Comb through the entries for "disk" and pull out each line that holds it.

▸ **RAW DATA**

-=-=-=-=-

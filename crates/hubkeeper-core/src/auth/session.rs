use std::path::{Path, PathBuf};

use anyhow::{Context, Result};

use crate::models::Session;

/// Session file name in cache directory
const SESSION_FILE: &str = "session.json";

/// On-disk copy of the last good session, used to rehydrate after a restart.
pub struct SessionFile {
    cache_dir: PathBuf,
}

impl SessionFile {
    pub fn new(cache_dir: PathBuf) -> Self {
        Self { cache_dir }
    }

    /// Load the persisted session, if one exists
    pub fn load(&self) -> Result<Option<Session>> {
        let path = self.session_path();
        if !path.exists() {
            return Ok(None);
        }
        let contents = std::fs::read_to_string(&path).context("Failed to read session file")?;
        let session: Session =
            serde_json::from_str(&contents).context("Failed to parse session file")?;
        Ok(Some(session))
    }

    /// Save session to disk
    pub fn save(&self, session: &Session) -> Result<()> {
        let path = self.session_path();
        if let Some(parent) = path.parent() {
            std::fs::create_dir_all(parent)?;
        }
        let contents = serde_json::to_string_pretty(session)?;
        std::fs::write(&path, contents)?;
        restrict_permissions(&path)?;
        Ok(())
    }

    /// Remove the persisted session
    pub fn clear(&self) -> Result<()> {
        let path = self.session_path();
        if path.exists() {
            std::fs::remove_file(path)?;
        }
        Ok(())
    }

    fn session_path(&self) -> PathBuf {
        self.cache_dir.join(SESSION_FILE)
    }
}

#[cfg(unix)]
fn restrict_permissions(path: &Path) -> Result<()> {
    use std::os::unix::fs::PermissionsExt;
    std::fs::set_permissions(path, std::fs::Permissions::from_mode(0o600))
        .context("Failed to restrict session file permissions")
}

#[cfg(not(unix))]
fn restrict_permissions(_path: &Path) -> Result<()> {
    Ok(())
}

#[cfg(test)]
mod tests {
    use super::*;
    use crate::models::{AppToken, GitHubAccount, GitHubIdentity, User};

    fn session() -> Session {
        Session {
            app_token: AppToken::new("app"),
            user: User {
                id: "u1".to_string(),
                github_identity: GitHubIdentity {
                    personal: None,
                    oauth: None,
                    app: None,
                    installations: vec![],
                    user: GitHubAccount {
                        id: 7,
                        node_id: "n".to_string(),
                        login: "hubot".to_string(),
                        name: None,
                        avatar_url: String::new(),
                        created_at: None,
                        updated_at: None,
                    },
                },
                plan: None,
                created_at: None,
                updated_at: None,
                last_login_at: None,
                columns: None,
                subscriptions: None,
            },
        }
    }

    #[test]
    fn test_save_load_clear() {
        let dir = tempfile::tempdir().expect("tempdir");
        let file = SessionFile::new(dir.path().join("nested"));
        assert!(file.load().expect("load missing").is_none());

        file.save(&session()).expect("save");
        let loaded = file.load().expect("load").expect("session present");
        assert_eq!(loaded, session());

        file.clear().expect("clear");
        assert!(file.load().expect("load cleared").is_none());
    }

    #[test]
    fn test_corrupt_file_is_an_error() {
        let dir = tempfile::tempdir().expect("tempdir");
        std::fs::write(dir.path().join(SESSION_FILE), "{not json").expect("write");
        assert!(SessionFile::new(dir.path().to_path_buf()).load().is_err());
    }
}
use chrono::{DateTime, Utc};
use serde::{Deserialize, Serialize};

/// Column limit used by the single-column free tier
const FREE_COLUMNS_LIMIT: u32 = 1;

/// Column limit used when a build has no column restriction
const UNLIMITED_COLUMNS_LIMIT: u32 = 100;

#[derive(Debug, Clone, PartialEq, Serialize, Deserialize, Default)]
#[cfg_attr(feature = "ts", derive(ts_rs::TS))]
#[serde(rename_all = "camelCase", default)]
pub struct FeatureFlags {
    pub columns_limit: u32,
    pub enable_filters: bool,
    pub enable_sync: bool,
    pub enable_private_repositories: bool,
    pub enable_push_notifications: bool,
    pub enable_desktop_push_notifications: bool,
}

/// Subscription plan attached to a user.
///
/// `trial_end_at` is absent when the plan has no trial boundary.
#[derive(Debug, Clone, PartialEq, Serialize, Deserialize)]
#[cfg_attr(feature = "ts", derive(ts_rs::TS))]
#[serde(rename_all = "camelCase")]
pub struct Plan {
    pub id: Option<String>,
    pub source: Option<String>,
    pub label: Option<String>,
    /// Price in the smallest currency unit
    #[serde(default)]
    pub amount: i64,
    pub currency: Option<String>,
    pub interval: Option<String>,
    pub trial_period_days: Option<u32>,
    pub trial_end_at: Option<DateTime<Utc>>,
    pub cancel_at: Option<DateTime<Utc>>,
    #[serde(default)]
    pub feature_flags: FeatureFlags,
}

impl Plan {
    /// The plan given to users that sign in straight against GitHub.
    pub fn free(unlimited_columns: bool) -> Self {
        Self {
            id: None,
            source: None,
            label: Some("Free".to_string()),
            amount: 0,
            currency: Some("usd".to_string()),
            interval: None,
            trial_period_days: None,
            trial_end_at: None,
            cancel_at: None,
            feature_flags: FeatureFlags {
                columns_limit: if unlimited_columns {
                    UNLIMITED_COLUMNS_LIMIT
                } else {
                    FREE_COLUMNS_LIMIT
                },
                enable_filters: true,
                enable_sync: false,
                enable_private_repositories: true,
                enable_push_notifications: false,
                enable_desktop_push_notifications: true,
            },
        }
    }

    pub fn is_free(&self) -> bool {
        self.amount == 0
    }

    pub fn is_trialing_at(&self, now: DateTime<Utc>) -> bool {
        self.trial_end_at.is_some_and(|end| end > now)
    }
}
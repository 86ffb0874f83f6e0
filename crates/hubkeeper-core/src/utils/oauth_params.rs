use std::sync::Mutex;

use url::Url;

use crate::collaborators::QueryParamCleaner;

/// Query keys the OAuth redirect appends to the app URL
const OAUTH_QUERY_KEYS: &[&str] = &[
    "oauth",
    "code",
    "state",
    "app_token",
    "github_token",
    "github_scope",
    "github_token_type",
    "installation_id",
    "setup_action",
];

/// Remove OAuth redirect parameters from `url`, keeping everything else.
pub fn strip_oauth_params(url: &Url) -> Url {
    let kept: Vec<(String, String)> = url
        .query_pairs()
        .filter(|(key, _)| !OAUTH_QUERY_KEYS.iter().any(|k| key == *k))
        .map(|(k, v)| (k.into_owned(), v.into_owned()))
        .collect();

    let mut cleaned = url.clone();
    if kept.is_empty() {
        cleaned.set_query(None);
    } else {
        cleaned.query_pairs_mut().clear().extend_pairs(kept);
    }
    cleaned
}

/// A host location whose OAuth parameters can be cleared in place.
pub struct NavigableLocation {
    current: Mutex<Url>,
}

impl NavigableLocation {
    pub fn new(url: Url) -> Self {
        Self {
            current: Mutex::new(url),
        }
    }

    pub fn current(&self) -> Url {
        self.current.lock().unwrap_or_else(|e| e.into_inner()).clone()
    }
}

impl QueryParamCleaner for NavigableLocation {
    fn clear_oauth_params(&self) {
        let mut current = self.current.lock().unwrap_or_else(|e| e.into_inner());
        *current = strip_oauth_params(&current);
    }
}

#[cfg(test)]
mod tests {
    use super::*;

    fn url(s: &str) -> Url {
        Url::parse(s).expect("valid url")
    }

    #[test]
    fn test_strip_keeps_unrelated_params() {
        let cleaned = strip_oauth_params(&url(
            "https://app.example.com/?oauth=true&github_token=abc&tab=inbox&state=xyz",
        ));
        assert_eq!(cleaned.as_str(), "https://app.example.com/?tab=inbox");
    }

    #[test]
    fn test_strip_drops_query_when_nothing_left() {
        let cleaned = strip_oauth_params(&url("https://app.example.com/callback?code=1&installation_id=9"));
        assert_eq!(cleaned.as_str(), "https://app.example.com/callback");
    }

    #[test]
    fn test_navigable_location_cleans_in_place() {
        let location = NavigableLocation::new(url("hubkeeper://login?app_token=t&x=1"));
        location.clear_oauth_params();
        assert_eq!(location.current().query(), Some("x=1"));
    }
}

-=-=-=-=-

▸ **RESPONSE AREA**
/// On-disk copy of the last good session, used to rehydrate after a restart.
    /// Save session to disk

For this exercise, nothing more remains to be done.